START Material for the task
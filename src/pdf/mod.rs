mod images;
mod qr;
mod text;

use std::collections::HashSet;

use pdf_writer::{Content, Filter, Name, Pdf, Rect as PdfRect, Ref, TextStr};
use serde::Serialize;

use crate::error::Error;
use crate::fonts::{FontSet, RegisteredFonts, TextMeasure};
use crate::layout::{
    BRAND_MAROON, BRANDING_GREY, PT_PER_MM, PosterLayout, Rect, SEPARATOR_GREY, TemplateText,
    TextBlock,
};
use crate::model::{EmbeddedImage, ExportRequest, PageSize};

pub use images::{decode_image, load_image_file};
pub use qr::QrMatrix;

/// Aspect mismatch between a capture and the page that is worth a warning.
const ASPECT_TOLERANCE: f32 = 0.01;

/// Assets resolved by the caller for a parametric render.
#[derive(Clone, Default)]
pub struct PosterAssets {
    pub featured_image: Option<EmbeddedImage>,
    pub logo: Option<EmbeddedImage>,
    /// Link encoded in the QR code; `None` hides the QR.
    pub qr_target: Option<String>,
}

#[derive(Clone, Debug, Default)]
pub struct DocumentMeta {
    pub title: String,
    pub author: String,
    pub creator: String,
}

#[derive(Clone, Copy, Debug, PartialEq, Eq, PartialOrd, Ord)]
pub enum RenderStage {
    Initialized,
    PageSized,
    ImageBandDrawn,
    BodyDrawn,
    BrandingDrawn,
    Finalized,
}

#[derive(Clone, Copy, Debug, PartialEq, Eq, Serialize)]
pub enum RenderStrategy {
    Captured,
    Parametric,
}

#[derive(Clone, Copy, Debug, PartialEq, Eq, Serialize)]
pub enum ElementKind {
    FullPageImage,
    Image,
    Title,
    Date,
    Rule,
    Details,
    Separator,
    InfoHeading,
    Info,
    Qr,
    OrganizerLabel,
    Logo,
}

#[derive(Clone, Copy, Debug, PartialEq, Serialize)]
pub struct DrawnElement {
    pub kind: ElementKind,
    /// Top-left millimetres, same frame as `PosterLayout`.
    pub rect: Rect,
}

/// What ended up on the page, for callers that need to check placement
/// without parsing the PDF back.
#[derive(Clone, Debug, PartialEq, Serialize)]
pub struct RenderReport {
    pub page_size: PageSize,
    pub page_mm: (f32, f32),
    pub strategy: RenderStrategy,
    pub elements: Vec<DrawnElement>,
    pub title_lines: Vec<String>,
    pub qr_drawn: bool,
    pub logo_drawn: bool,
}

impl RenderReport {
    pub fn element(&self, kind: ElementKind) -> Option<Rect> {
        self.elements.iter().find(|e| e.kind == kind).map(|e| e.rect)
    }
}

pub struct RenderedPoster {
    pub bytes: Vec<u8>,
    pub report: RenderReport,
}

/// Single-page poster writer. Drawing happens in a fixed order; calling a
/// step out of turn fails instead of producing a half-drawn page.
pub struct PosterRenderer {
    pdf: Pdf,
    next_id: i32,
    content: Content,
    stage: RenderStage,
    page_size: PageSize,
    fonts: Option<RegisteredFonts>,
    xobjects: Vec<(String, Ref)>,
    meta: DocumentMeta,
    report: RenderReport,
}

impl PosterRenderer {
    pub fn new(meta: DocumentMeta) -> Self {
        Self {
            pdf: Pdf::new(),
            next_id: 1,
            content: Content::new(),
            stage: RenderStage::Initialized,
            page_size: PageSize::A4,
            fonts: None,
            xobjects: Vec::new(),
            meta,
            report: RenderReport {
                page_size: PageSize::A4,
                page_mm: PageSize::A4.dimensions_mm(),
                strategy: RenderStrategy::Parametric,
                elements: Vec::new(),
                title_lines: Vec::new(),
                qr_drawn: false,
                logo_drawn: false,
            },
        }
    }

    pub fn stage(&self) -> RenderStage {
        self.stage
    }

    fn advance(&mut self, expected: RenderStage, next: RenderStage) -> Result<(), Error> {
        if self.stage != expected {
            return Err(Error::Render(format!(
                "cannot move to {next:?} from {:?}",
                self.stage
            )));
        }
        self.stage = next;
        Ok(())
    }

    fn alloc(&mut self) -> Ref {
        let r = Ref::new(self.next_id);
        self.next_id += 1;
        r
    }

    fn page_height_mm(&self) -> f32 {
        self.page_size.height_mm()
    }

    fn record(&mut self, kind: ElementKind, rect: Rect) {
        self.report.elements.push(DrawnElement { kind, rect });
    }

    fn embed(&mut self, img: &EmbeddedImage) -> Result<String, Error> {
        let next_id = &mut self.next_id;
        let mut alloc = || {
            let r = Ref::new(*next_id);
            *next_id += 1;
            r
        };
        let xobj_ref = images::embed_image(&mut self.pdf, &mut alloc, img)?;
        let name = format!("Im{}", self.xobjects.len() + 1);
        self.xobjects.push((name.clone(), xobj_ref));
        Ok(name)
    }

    /// Paint a registered image XObject into `rect` (top-left mm).
    fn place_image(&mut self, name: &str, rect: Rect) {
        let y_pt = (self.page_height_mm() - rect.y - rect.height) * PT_PER_MM;
        self.content.save_state();
        self.content.transform([
            rect.width * PT_PER_MM,
            0.0,
            0.0,
            rect.height * PT_PER_MM,
            rect.x * PT_PER_MM,
            y_pt,
        ]);
        self.content.x_object(Name(name.as_bytes()));
        self.content.restore_state();
    }

    fn fill_rect(&mut self, rect: Rect, color: [u8; 3]) {
        let y_pt = (self.page_height_mm() - rect.y - rect.height) * PT_PER_MM;
        self.content.save_state();
        text::set_fill(&mut self.content, color);
        self.content.rect(
            rect.x * PT_PER_MM,
            y_pt,
            rect.width * PT_PER_MM,
            rect.height * PT_PER_MM,
        );
        self.content.fill_nonzero();
        self.content.restore_state();
    }

    pub fn size_page(&mut self, page_size: PageSize) -> Result<(), Error> {
        self.advance(RenderStage::Initialized, RenderStage::PageSized)?;
        self.page_size = page_size;
        self.report.page_size = page_size;
        self.report.page_mm = page_size.dimensions_mm();
        Ok(())
    }

    /// Captured strategy: the whole page is the client's raster. Completes
    /// every drawing stage at once.
    pub fn draw_full_page_image(&mut self, img: &EmbeddedImage) -> Result<(), Error> {
        self.advance(RenderStage::PageSized, RenderStage::BrandingDrawn)?;
        self.report.strategy = RenderStrategy::Captured;

        let (page_w, page_h) = self.page_size.dimensions_mm();
        if img.pixel_width > 0 && img.pixel_height > 0 {
            let img_aspect = img.pixel_height as f32 / img.pixel_width as f32;
            let page_aspect = page_h / page_w;
            if (img_aspect / page_aspect - 1.0).abs() > ASPECT_TOLERANCE {
                log::warn!(
                    "Captured image {}x{} does not match {} proportions, stretching to fit",
                    img.pixel_width,
                    img.pixel_height,
                    self.page_size.as_str()
                );
            }
        }

        let name = self.embed(img)?;
        let page = Rect::new(0.0, 0.0, page_w, page_h);
        self.place_image(&name, page);
        self.record(ElementKind::FullPageImage, page);
        Ok(())
    }

    /// Featured image clipped to the band, panned by the layout offset.
    pub fn draw_image_band(
        &mut self,
        layout: &PosterLayout,
        img: Option<&EmbeddedImage>,
    ) -> Result<(), Error> {
        self.advance(RenderStage::PageSized, RenderStage::ImageBandDrawn)?;
        let band = layout.image;

        if let Some(img) = img {
            let name = self.embed(img)?;
            let clip = band.clip;
            let y_pt = (self.page_height_mm() - clip.bottom()) * PT_PER_MM;
            self.content.save_state();
            self.content.rect(
                clip.x * PT_PER_MM,
                y_pt,
                clip.width * PT_PER_MM,
                clip.height * PT_PER_MM,
            );
            self.content.clip_nonzero();
            self.content.end_path();
            self.place_image(&name, band.placement(img.pixel_width, img.pixel_height));
            self.content.restore_state();
            self.record(ElementKind::Image, clip);
        }

        // Body sits on white whatever the image did above.
        let page = layout.page;
        let below = Rect::new(0.0, band.band.bottom(), page.width, page.height - band.band.bottom());
        self.fill_rect(below, [255, 255, 255]);
        Ok(())
    }

    /// Title, both text columns and the separator.
    pub fn draw_body(&mut self, layout: &PosterLayout, fonts: &FontSet) -> Result<(), Error> {
        self.advance(RenderStage::ImageBandDrawn, RenderStage::BodyDrawn)?;

        let mut used_chars: HashSet<char> = HashSet::new();
        for block in text_blocks(layout) {
            for line in &block.lines {
                used_chars.extend(line.chars());
            }
        }
        let next_id = &mut self.next_id;
        let mut alloc = || {
            let r = Ref::new(*next_id);
            *next_id += 1;
            r
        };
        let registered = fonts.register(&mut self.pdf, &mut alloc, &used_chars);

        let page_h = self.page_height_mm();
        let draw = |content: &mut Content, block: &TextBlock, color: [u8; 3]| {
            text::render_text_block(content, block, color, &registered, fonts as &dyn TextMeasure, page_h);
        };

        draw(&mut self.content, &layout.title, BRAND_MAROON);
        draw(&mut self.content, &layout.date, [0, 0, 0]);
        draw(&mut self.content, &layout.details, [0, 0, 0]);
        draw(&mut self.content, &layout.info_heading, [0, 0, 0]);
        draw(&mut self.content, &layout.info, [0, 0, 0]);
        self.fill_rect(layout.rule, BRAND_MAROON);

        let sep = layout.separator;
        self.content.save_state();
        text::set_stroke(&mut self.content, SEPARATOR_GREY);
        self.content.set_line_width(sep.width * PT_PER_MM);
        self.content.move_to(sep.center_x() * PT_PER_MM, (page_h - sep.y) * PT_PER_MM);
        self.content.line_to(sep.center_x() * PT_PER_MM, (page_h - sep.bottom()) * PT_PER_MM);
        self.content.stroke();
        self.content.restore_state();

        self.report.title_lines = layout.title.lines.clone();
        self.record(ElementKind::Title, layout.title.rect);
        self.record(ElementKind::Date, layout.date.rect);
        self.record(ElementKind::Rule, layout.rule);
        self.record(ElementKind::Details, layout.details.rect);
        self.record(ElementKind::Separator, sep);
        self.record(ElementKind::InfoHeading, layout.info_heading.rect);
        self.record(ElementKind::Info, layout.info.rect);

        self.fonts = Some(registered);
        Ok(())
    }

    /// QR code and organiser block. Either may be absent.
    pub fn draw_branding(
        &mut self,
        layout: &PosterLayout,
        fonts: &FontSet,
        qr_target: Option<&str>,
        logo: Option<&EmbeddedImage>,
    ) -> Result<(), Error> {
        self.advance(RenderStage::BodyDrawn, RenderStage::BrandingDrawn)?;
        let page_h = self.page_height_mm();

        if let Some(target) = qr_target {
            let matrix = QrMatrix::encode(target)?;
            qr::draw_qr(&mut self.content, &matrix, layout.qr, page_h);
            self.report.qr_drawn = true;
            self.record(ElementKind::Qr, layout.qr);
        }

        let Some(registered) = self.fonts.as_ref() else {
            return Err(Error::Render("fonts not registered".into()));
        };
        text::render_text_block(
            &mut self.content,
            &layout.organizer_label,
            BRANDING_GREY,
            registered,
            fonts,
            page_h,
        );
        self.record(ElementKind::OrganizerLabel, layout.organizer_label.rect);

        if let Some(logo) = logo {
            let name = self.embed(logo)?;
            let rect = fit_in_slot(layout.logo, logo.pixel_width, logo.pixel_height);
            self.place_image(&name, rect);
            self.report.logo_drawn = true;
            self.record(ElementKind::Logo, rect);
        }
        Ok(())
    }

    /// Assemble the document. Only a fully drawn page produces bytes.
    pub fn finish(mut self) -> Result<RenderedPoster, Error> {
        self.advance(RenderStage::BrandingDrawn, RenderStage::Finalized)?;

        let catalog_id = self.alloc();
        let pages_id = self.alloc();
        let page_id = self.alloc();
        let content_id = self.alloc();
        let info_id = self.alloc();

        let raw = self.content.finish();
        let compressed = miniz_oxide::deflate::compress_to_vec_zlib(raw.as_slice(), 6);
        self.pdf.stream(content_id, &compressed).filter(Filter::FlateDecode);

        self.pdf.catalog(catalog_id).pages(pages_id);
        self.pdf.pages(pages_id).kids([page_id]).count(1);

        let (w_mm, h_mm) = self.page_size.dimensions_mm();
        {
            let mut page = self.pdf.page(page_id);
            page.media_box(PdfRect::new(0.0, 0.0, w_mm * PT_PER_MM, h_mm * PT_PER_MM))
                .parent(pages_id)
                .contents(content_id);
            {
                let mut resources = page.resources();
                if let Some(fonts) = &self.fonts {
                    let mut font_dict = resources.fonts();
                    for entry in [&fonts.regular, &fonts.bold] {
                        font_dict.pair(Name(entry.pdf_name.as_bytes()), entry.font_ref);
                    }
                }
                if !self.xobjects.is_empty() {
                    let mut xobjects = resources.x_objects();
                    for (name, xobj_ref) in &self.xobjects {
                        xobjects.pair(Name(name.as_bytes()), *xobj_ref);
                    }
                }
            }
        }

        {
            let mut info = self.pdf.document_info(info_id);
            if !self.meta.title.is_empty() {
                info.title(TextStr(&self.meta.title));
            }
            if !self.meta.author.is_empty() {
                info.author(TextStr(&self.meta.author));
            }
            if !self.meta.creator.is_empty() {
                info.creator(TextStr(&self.meta.creator));
            }
            info.producer(TextStr(concat!("poster-studio ", env!("CARGO_PKG_VERSION"))));
        }

        Ok(RenderedPoster {
            bytes: self.pdf.finish(),
            report: self.report,
        })
    }
}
END Material for the task
* [Task goal]: Only lines with the word "FullPageImage" belong in the answer; copy each of them from the material above.

* [Output of the task]:
    FullPageImage,
        self.record(ElementKind::FullPageImage, page);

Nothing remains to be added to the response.